> [What is expected]
Below this line is a set of entries; quote exactly the lines from the line that contains "let (phi_1, phi_2)" to the line that contains "let h = (d_phi / 2.0).sin().powi(2)", both lines included.
___ Working data ___
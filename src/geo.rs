//! Geographic primitives: [GeoPoint] and great-circle distance.

use crate::constants::EARTH_MEAN_RADIUS_M;
use crate::units::Length;

use serde::{Deserialize, Serialize};

/// WGS84 coordinates, treated as spherical by this crate.
#[derive(Default, Debug, Clone, Copy, PartialEq)]
#[derive(Serialize, Deserialize)]
pub struct GeoPoint {
    /// Latitude in decimal degrees
    pub lat_deg: f64,
    /// Longitude in decimal degrees
    pub lon_deg: f64,
}

impl GeoPoint {
    /// Builds a new [GeoPoint] from decimal degrees.
    pub fn new(lat_deg: f64, lon_deg: f64) -> Self {
        Self { lat_deg, lon_deg }
    }
}

impl std::fmt::Display for GeoPoint {
    fn fmt(&self, f: &mut std::fmt::Formatter<'_>) -> std::fmt::Result {
        write!(f, "({:.5}°, {:.5}°)", self.lat_deg, self.lon_deg)
    }
}

/// Great-circle distance between two points (haversine formula,
/// mean Earth radius). Symmetric, always finite and non-negative for
/// finite inputs.
pub fn distance(a: GeoPoint, b: GeoPoint) -> Length {
    let (phi_1, phi_2) = (a.lat_deg.to_radians(), b.lat_deg.to_radians());
    let d_phi = (b.lat_deg - a.lat_deg).to_radians();
    let d_lambda = (b.lon_deg - a.lon_deg).to_radians();

    let h = (d_phi / 2.0).sin().powi(2)
        + phi_1.cos() * phi_2.cos() * (d_lambda / 2.0).sin().powi(2);

    let c = 2.0 * h.sqrt().atan2((1.0 - h).sqrt());

    Length::from_meters(EARTH_MEAN_RADIUS_M * c)
}
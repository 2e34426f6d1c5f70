//! Flight track model: [TrackPoint], [FlightPath] and the [GpsSample]
//! pushed by the host per GPS fix.

use crate::geo::GeoPoint;
use crate::prelude::Epoch;

/// One recorded point of a flight track. Immutable once created,
/// either at sample-arrival time (live track) or at import time
/// (reference track).
#[derive(Debug, Clone, Copy, PartialEq)]
pub struct TrackPoint {
    /// Position
    pub point: GeoPoint,
    /// Altitude above sea level, in meters
    pub alt_m: f64,
    /// Sampling instant
    pub epoch: Epoch,
}

impl TrackPoint {
    /// Builds a new [TrackPoint].
    pub fn new(point: GeoPoint, alt_m: f64, epoch: Epoch) -> Self {
        Self { point, alt_m, epoch }
    }

    /// Builds a new [TrackPoint] from a Unix millisecond timestamp,
    /// the wire format of recorded flight paths.
    pub fn from_unix_milliseconds(lat_deg: f64, lon_deg: f64, alt_m: f64, unix_ms: i64) -> Self {
        Self {
            point: GeoPoint::new(lat_deg, lon_deg),
            alt_m,
            epoch: Epoch::from_unix_milliseconds(unix_ms as f64),
        }
    }

    /// Sampling instant as Unix milliseconds.
    pub fn unix_milliseconds(&self) -> i64 {
        self.epoch.to_unix_milliseconds().round() as i64
    }
}

/// One GPS fix as delivered by the host's position source.
/// Unlike [TrackPoint], the altitude may be missing: consumer-grade
/// receivers drop it on poor fixes.
#[derive(Debug, Clone, Copy, PartialEq)]
pub struct GpsSample {
    /// Position
    pub point: GeoPoint,
    /// Altitude above sea level, in meters, when the fix carried one
    pub alt_m: Option<f64>,
    /// Sampling instant
    pub epoch: Epoch,
}

impl GpsSample {
    /// Builds a new [GpsSample].
    pub fn new(point: GeoPoint, alt_m: Option<f64>, epoch: Epoch) -> Self {
        Self { point, alt_m, epoch }
    }

    /// Builds a new [GpsSample] from a Unix millisecond timestamp.
    pub fn from_unix_milliseconds(
        lat_deg: f64,
        lon_deg: f64,
        alt_m: Option<f64>,
        unix_ms: i64,
    ) -> Self {
        Self {
            point: GeoPoint::new(lat_deg, lon_deg),
            alt_m,
            epoch: Epoch::from_unix_milliseconds(unix_ms as f64),
        }
    }

    /// Converts to a [TrackPoint] for recording. A missing altitude is
    /// recorded as 0, matching the recorded-track convention.
    pub fn to_track_point(&self) -> TrackPoint {
        TrackPoint::new(self.point, self.alt_m.unwrap_or(0.0), self.epoch)
    }
}

/// Ordered sequence of [TrackPoint]s, insertion order is chronological
/// order by convention (not enforced). The live flavor only ever grows
/// by appending the newest point; the reference flavor is loaded once
/// and never modified.
#[derive(Default, Debug, Clone, PartialEq)]
pub struct FlightPath {
    points: Vec<TrackPoint>,
}

impl FlightPath {
    /// Builds an empty [FlightPath].
    pub fn new() -> Self {
        Self::default()
    }

    /// Builds a [FlightPath] from already ordered points
    /// (typically a parsed reference track).
    pub fn from_points(points: Vec<TrackPoint>) -> Self {
        Self { points }
    }

    /// Appends the newest point. The only mutation a live path sees.
    pub fn push(&mut self, point: TrackPoint) {
        self.points.push(point);
    }

    pub fn len(&self) -> usize {
        self.points.len()
    }

    pub fn is_empty(&self) -> bool {
        self.points.is_empty()
    }

    pub fn first(&self) -> Option<&TrackPoint> {
        self.points.first()
    }

    pub fn last(&self) -> Option<&TrackPoint> {
        self.points.last()
    }

    pub fn points(&self) -> &[TrackPoint] {
        &self.points
    }

    pub fn iter(&self) -> impl Iterator<Item = &TrackPoint> {
        self.points.iter()
    }

    /// Points above the altitude threshold, order preserved.
    /// Used by the arrival estimator to strip ground/takeoff/landing
    /// noise from both tracks.
    pub(crate) fn above_altitude(&self, min_alt_m: f64) -> Vec<TrackPoint> {
        self.points
            .iter()
            .filter(|p| p.alt_m > min_alt_m)
            .copied()
            .collect()
    }
}
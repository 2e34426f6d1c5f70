/// Mean Earth radius used by the haversine formula, in meters.
pub const EARTH_MEAN_RADIUS_M: f64 = 6_371_000.0;

/// Speed of sound at sea level (ISA), in m.s⁻¹. Mach conversion base.
pub const SPEED_OF_SOUND_M_S: f64 = 340.29;

/// 1 meter in feet
pub const M_TO_FT: f64 = 3.28084;

/// 1 meter in nautical miles
pub const M_TO_NM: f64 = 0.000539957;

/// 1 meter in kilometers
pub const M_TO_KM: f64 = 0.001;

/// 1 m.s⁻¹ in knots
pub const MPS_TO_KT: f64 = 1.94384449;

/// 1 m.s⁻¹ in feet per minute
pub const MPS_TO_FPM: f64 = 196.8503937;

/// 1 m.s⁻¹ in km.h⁻¹
pub const MPS_TO_KMH: f64 = 3.6;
___
> [Task answer]
    let (phi_1, phi_2) = (a.lat_deg.to_radians(), b.lat_deg.to_radians());
    let d_phi = (b.lat_deg - a.lat_deg).to_radians();
    let d_lambda = (b.lon_deg - a.lon_deg).to_radians();

    let h = (d_phi / 2.0).sin().powi(2)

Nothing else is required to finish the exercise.